Hemifacial spasm (HFS) is characterized by unilateral tonic and/or clonic contractions of the facial muscles. The most frequent cause of HFS is neurovascular focal compression of the root exit zone of the facial nerve. Microvascular decompression (MVD) works well, with effects that last almost permanently. We analyzed the surgical outcomes and complications from the last 23 years at our institution.

Methods

This study analyzed 244 patients who underwent MVD between June 1998 and July 2021. All patients were followed up for more than 24 months. The preoperative image workups were brain magnetic resonance imaging, magnetic resonance angiography, and constructive interference in steady state (from 2009 onwards). Starting in July 2012, intraoperative monitoring was performed. Surgery was performed through the retrosigmoid approach by a single neurosurgeon.

Results

Out of 244 patients, 160 were female and 84 were male. The average age was 53.8 years (range, 19–78 years). In total, 226 patients (92.6%) completely recovered from HFS, two patients (0.8%) underwent reoperation, and complications occurred in 16 patients (6.6%). In 61 patients with preoperative facial palsy on the affected side, palsy improved in 56 patients (91.8%) and 12 patients (19.7%) had thick arachnoid membranes.

Conclusion

MVD has a durable effect on the improvement of HFS and may also improve HFS and concomitant palsy if preoperative facial palsy is present. Therefore, it is thought to be a treatment method that can be actively recommended to patients.
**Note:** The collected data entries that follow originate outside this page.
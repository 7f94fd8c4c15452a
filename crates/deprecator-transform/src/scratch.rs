//! Scratch-space manager
//!
//! Staging directories for unpacking and repacking source archives. A
//! [`ScratchDir`] is removed recursively when dropped, on success and failure
//! paths alike.

use crate::error::{TransformError, TransformResult};
use std::ffi::OsString;
use std::fs;
use std::io::ErrorKind;
use std::path::{Path, PathBuf};

/// Suffix appended to an archive path to name its scratch directory
pub const SCRATCH_SUFFIX: &str = ".dir";

/// Scratch directory derived from an archive path, e.g. `lib.jar` -> `lib.jar.dir`
#[must_use]
pub fn scratch_path(archive: &Path) -> PathBuf {
    let mut name = OsString::from(archive.as_os_str());
    name.push(SCRATCH_SUFFIX);
    PathBuf::from(name)
}

/// Remove a file or directory tree; a missing path is not an error
///
/// # Errors
/// Fails when the path exists but cannot be removed
pub fn delete_recursively(path: &Path) -> TransformResult<()> {
    let result = match fs::symlink_metadata(path) {
        Ok(meta) if meta.is_dir() => fs::remove_dir_all(path),
        Ok(_) => fs::remove_file(path),
        Err(e) => Err(e),
    };
    match result {
        Err(e) if e.kind() != ErrorKind::NotFound => Err(TransformError::io_error(path, e)),
        _ => Ok(()),
    }
}

/// A freshly created directory removed on drop
#[derive(Debug)]
pub struct ScratchDir {
    path: PathBuf,
}

impl ScratchDir {
    /// Create `path`, removing any stale copy first
    ///
    /// # Errors
    /// Fails when a stale copy cannot be removed or the directory cannot be created
    pub fn create(path: impl Into<PathBuf>) -> TransformResult<Self> {
        let path = path.into();
        delete_recursively(&path)?;
        fs::create_dir_all(&path).map_err(|e| TransformError::io_error(&path, e))?;
        tracing::debug!("Created scratch directory {}", path.display());
        Ok(Self { path })
    }

    /// Scratch directory next to `archive`
    ///
    /// # Errors
    /// See [`ScratchDir::create`]
    pub fn for_archive(archive: &Path) -> TransformResult<Self> {
        Self::create(scratch_path(archive))
    }

    #[inline]
    #[must_use]
    pub fn path(&self) -> &Path {
        &self.path
    }
}

impl Drop for ScratchDir {
    fn drop(&mut self) {
        if let Err(e) = delete_recursively(&self.path) {
            tracing::warn!("Failed to remove scratch directory: {}", e);
        }
    }
}

/// Convert a directory-walk failure into a transform error
pub(crate) fn walk_error(root: &Path, error: walkdir::Error) -> TransformError {
    let path = error.path().unwrap_or(root).to_path_buf();
    TransformError::io_error(path, error.into())
}

#[cfg(test)]
mod tests {
    use super::*;

    #[test]
    fn scratch_path_appends_suffix() {
        assert_eq!(scratch_path(Path::new("/out/lib-sources.jar")), PathBuf::from("/out/lib-sources.jar.dir"));
    }

    #[test]
    fn scratch_dir_is_removed_on_drop() {
        let temp = tempfile::tempdir().unwrap();
        let archive = temp.path().join("lib.jar");
        let path = {
            let scratch = ScratchDir::for_archive(&archive).unwrap();
            fs::create_dir_all(scratch.path().join("a/b")).unwrap();
            fs::write(scratch.path().join("a/b/C.java"), "class C {}").unwrap();
            scratch.path().to_path_buf()
        };
        assert!(!path.exists());
    }

    #[test]
    fn stale_copy_is_replaced() {
        let temp = tempfile::tempdir().unwrap();
        let path = temp.path().join("stale.dir");
        fs::create_dir_all(&path).unwrap();
        fs::write(path.join("leftover.txt"), "old").unwrap();

        let scratch = ScratchDir::create(&path).unwrap();
        assert!(scratch.path().exists());
        assert!(!scratch.path().join("leftover.txt").exists());
    }

    #[test]
    fn deleting_missing_path_is_ok() {
        let temp = tempfile::tempdir().unwrap();
        assert!(delete_recursively(&temp.path().join("missing")).is_ok());
    }
}
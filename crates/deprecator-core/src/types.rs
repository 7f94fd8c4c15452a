//! Job and outcome types

use crate::classify::{classify, derive_output};
use deprecator_transform::ArchiveReport;
use serde::Serialize;
use std::path::{Path, PathBuf};

/// How an archive is transformed
#[derive(Debug, Clone, Copy, PartialEq, Eq, Hash, Serialize)]
#[serde(rename_all = "lowercase")]
pub enum JobMode {
    /// Compiled code units
    Binary,
    /// Source units
    Source,
}

impl std::fmt::Display for JobMode {
    fn fmt(&self, f: &mut std::fmt::Formatter<'_>) -> std::fmt::Result {
        match self {
            Self::Binary => f.write_str("binary"),
            Self::Source => f.write_str("source"),
        }
    }
}

/// One archive to transform
#[derive(Debug, Clone, PartialEq, Eq, Serialize)]
pub struct ArchiveJob {
    input: PathBuf,
    output: PathBuf,
    mode: JobMode,
    message: Option<String>,
}

impl ArchiveJob {
    /// Job for `input`; without an explicit `output` one is derived next to the input
    #[must_use]
    pub fn new(input: impl Into<PathBuf>, output: Option<PathBuf>) -> Self {
        let input = input.into();
        let output = output.unwrap_or_else(|| derive_output(&input));
        Self {
            mode: classify(&input),
            input,
            output,
            message: None,
        }
    }

    /// Job with a derived output path
    #[inline]
    #[must_use]
    pub fn derived(input: impl Into<PathBuf>) -> Self {
        Self::new(input, None)
    }

    /// Job with an explicit output path, used verbatim
    #[inline]
    #[must_use]
    pub fn explicit(input: impl Into<PathBuf>, output: impl Into<PathBuf>) -> Self {
        Self::new(input, Some(output.into()))
    }

    /// Documentation message for this job, overriding the run-wide one
    #[must_use]
    pub fn with_message(mut self, message: impl Into<String>) -> Self {
        self.message = Some(message.into());
        self
    }

    #[inline]
    #[must_use]
    pub fn input(&self) -> &Path {
        &self.input
    }

    #[inline]
    #[must_use]
    pub fn output(&self) -> &Path {
        &self.output
    }

    #[inline]
    #[must_use]
    pub fn mode(&self) -> JobMode {
        self.mode
    }

    #[inline]
    #[must_use]
    pub fn message(&self) -> Option<&str> {
        self.message.as_deref()
    }
}

/// How a job ended
#[derive(Debug, Clone, Serialize)]
#[serde(tag = "status", rename_all = "lowercase")]
pub enum JobStatus {
    Succeeded { report: ArchiveReport },
    Failed { error: String },
}

/// Result of one job
#[derive(Debug, Clone, Serialize)]
pub struct JobOutcome {
    pub input: PathBuf,
    pub output: PathBuf,
    pub mode: JobMode,
    /// Processing time; for a panicked worker, time since the job was scheduled
    pub elapsed_ms: u64,
    #[serde(flatten)]
    pub status: JobStatus,
}

impl JobOutcome {
    #[must_use]
    pub fn succeeded(job: &ArchiveJob, elapsed_ms: u64, report: ArchiveReport) -> Self {
        Self::from_job(job, elapsed_ms, JobStatus::Succeeded { report })
    }

    #[must_use]
    pub fn failed(job: &ArchiveJob, elapsed_ms: u64, error: impl ToString) -> Self {
        Self::from_job(job, elapsed_ms, JobStatus::Failed { error: error.to_string() })
    }

    fn from_job(job: &ArchiveJob, elapsed_ms: u64, status: JobStatus) -> Self {
        Self {
            input: job.input.clone(),
            output: job.output.clone(),
            mode: job.mode,
            elapsed_ms,
            status,
        }
    }

    #[inline]
    #[must_use]
    pub fn is_success(&self) -> bool {
        matches!(self.status, JobStatus::Succeeded { .. })
    }

    /// Report of a successful job
    #[must_use]
    pub fn report(&self) -> Option<&ArchiveReport> {
        match &self.status {
            JobStatus::Succeeded { report } => Some(report),
            JobStatus::Failed { .. } => None,
        }
    }

    /// Error text of a failed job
    #[must_use]
    pub fn error(&self) -> Option<&str> {
        match &self.status {
            JobStatus::Succeeded { .. } => None,
            JobStatus::Failed { error } => Some(error),
        }
    }
}

/// Outcomes of a whole run, in submission order
#[derive(Debug, Clone, Default, Serialize)]
pub struct RunSummary {
    pub succeeded: usize,
    pub failed: usize,
    pub jobs: Vec<JobOutcome>,
}

impl RunSummary {
    /// Record one outcome
    pub fn push(&mut self, outcome: JobOutcome) {
        if outcome.is_success() {
            self.succeeded += 1;
        } else {
            self.failed += 1;
        }
        self.jobs.push(outcome);
    }

    /// Whether every job succeeded
    #[inline]
    #[must_use]
    pub fn is_success(&self) -> bool {
        self.failed == 0
    }

    /// Pretty-printed JSON
    ///
    /// # Errors
    /// Returns an error if serialization fails
    pub fn to_json(&self) -> serde_json::Result<String> {
        serde_json::to_string_pretty(self)
    }
}
//! Marking statistics per unit and per archive

use serde::Serialize;

/// Reporting bucket a declaration falls into
#[derive(Debug, Clone, Copy, PartialEq, Eq, Hash)]
pub enum Category {
    Type,
    Method,
    Field,
    EnumConstant,
}

/// Newly marked vs. already marked declarations
#[derive(Debug, Clone, Copy, Default, PartialEq, Eq, Serialize)]
pub struct MarkCounts {
    pub marked: usize,
    pub already_marked: usize,
}

impl MarkCounts {
    #[inline]
    fn record(&mut self, marked: bool) {
        if marked {
            self.marked += 1;
        } else {
            self.already_marked += 1;
        }
    }

    #[inline]
    fn merge(&mut self, other: MarkCounts) {
        self.marked += other.marked;
        self.already_marked += other.already_marked;
    }
}

/// What happened to one code unit or source unit
#[derive(Debug, Clone, Default, PartialEq, Eq, Serialize)]
pub struct UnitReport {
    pub types: MarkCounts,
    pub methods: MarkCounts,
    pub fields: MarkCounts,
    pub enum_constants: MarkCounts,
    /// Newly marked methods that override an inherited method
    pub overriding_methods: usize,
}

impl UnitReport {
    /// Record one evaluated declaration
    pub fn record(&mut self, category: Category, marked: bool) {
        let counts = match category {
            Category::Type => &mut self.types,
            Category::Method => &mut self.methods,
            Category::Field => &mut self.fields,
            Category::EnumConstant => &mut self.enum_constants,
        };
        counts.record(marked);
    }

    /// Declarations that received a marker
    #[must_use]
    pub fn newly_marked(&self) -> usize {
        self.types.marked + self.methods.marked + self.fields.marked + self.enum_constants.marked
    }

    /// Declarations skipped because they were already marked
    #[must_use]
    pub fn already_marked(&self) -> usize {
        self.types.already_marked
            + self.methods.already_marked
            + self.fields.already_marked
            + self.enum_constants.already_marked
    }

    /// Whether the unit's content changed
    #[inline]
    #[must_use]
    pub fn changed(&self) -> bool {
        self.newly_marked() > 0
    }

    fn merge(&mut self, other: &UnitReport) {
        self.types.merge(other.types);
        self.methods.merge(other.methods);
        self.fields.merge(other.fields);
        self.enum_constants.merge(other.enum_constants);
        self.overriding_methods += other.overriding_methods;
    }
}

/// Totals for one archive job
#[derive(Debug, Clone, Default, PartialEq, Eq, Serialize)]
pub struct ArchiveReport {
    /// Code or source units processed
    pub units: usize,
    /// Units whose content changed
    pub units_changed: usize,
    /// Entries passed through untouched
    pub resources: usize,
    /// Units left unmodified because they could not be processed safely
    pub units_skipped: usize,
    /// Declaration totals over all units
    pub declarations: UnitReport,
}

impl ArchiveReport {
    /// Fold one unit into the totals
    pub fn add_unit(&mut self, unit: &UnitReport) {
        self.units += 1;
        if unit.changed() {
            self.units_changed += 1;
        }
        self.declarations.merge(unit);
    }

    /// Count one pass-through entry
    #[inline]
    pub fn add_resource(&mut self) {
        self.resources += 1;
    }

    /// Count one unit copied verbatim
    #[inline]
    pub fn add_skipped_unit(&mut self) {
        self.units_skipped += 1;
    }
}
Keywords: Hemifacial spasm; Microvascular decompression surgery; Facial paralysis; Intraoperative monitoring

INTRODUCTION

Ten out of 100,000 people between the ages of 50 and 60 are usually reported to have partial facial spasms (HFS) [1-4]. The symptoms usually progress in frequency and severity, starting with intermittent twitches in the orbicularis oculi muscle, and spreading downward to the ipsilateral facial muscles. The most common cause of HFS is neurovascular compression along the root exit zone (REZ) of the facial nerve and the most common offending vessel is the anterior inferior cerebellar artery or posterior inferior cerebellar artery [5]. HFS is also caused by secondary etiologies such as tumors or vascular malformations [6,7]. Medical treatment of HFS includes administration of anticonvulsants (carbamazepine, clonazepam, gabapentin, etc.), anticholinergic drugs, antipsychotics, or botulinum toxin injections [8-13]. However, medical treatment is increasingly less effective and side effects occur as the dose escalation. Microvascular decompression (MVD) is indicated after unsatisfactory or decreasing effect of medical treatment or becomes intolerable to side effects. In most series, the percentage of patients with total relief ranged between 85% and 90%. In Samii et al.’s reports [14], the rate of symptom resolution following MVD has been reported to be over 92% at 6 months with 90% of patients remaining spasm free at 1 year. Common complications include hearing loss (7–26%), facial nerve injury (2.8–8.3%), and cerebrospinal fluid (CSF) leak (2–3%) [15-20].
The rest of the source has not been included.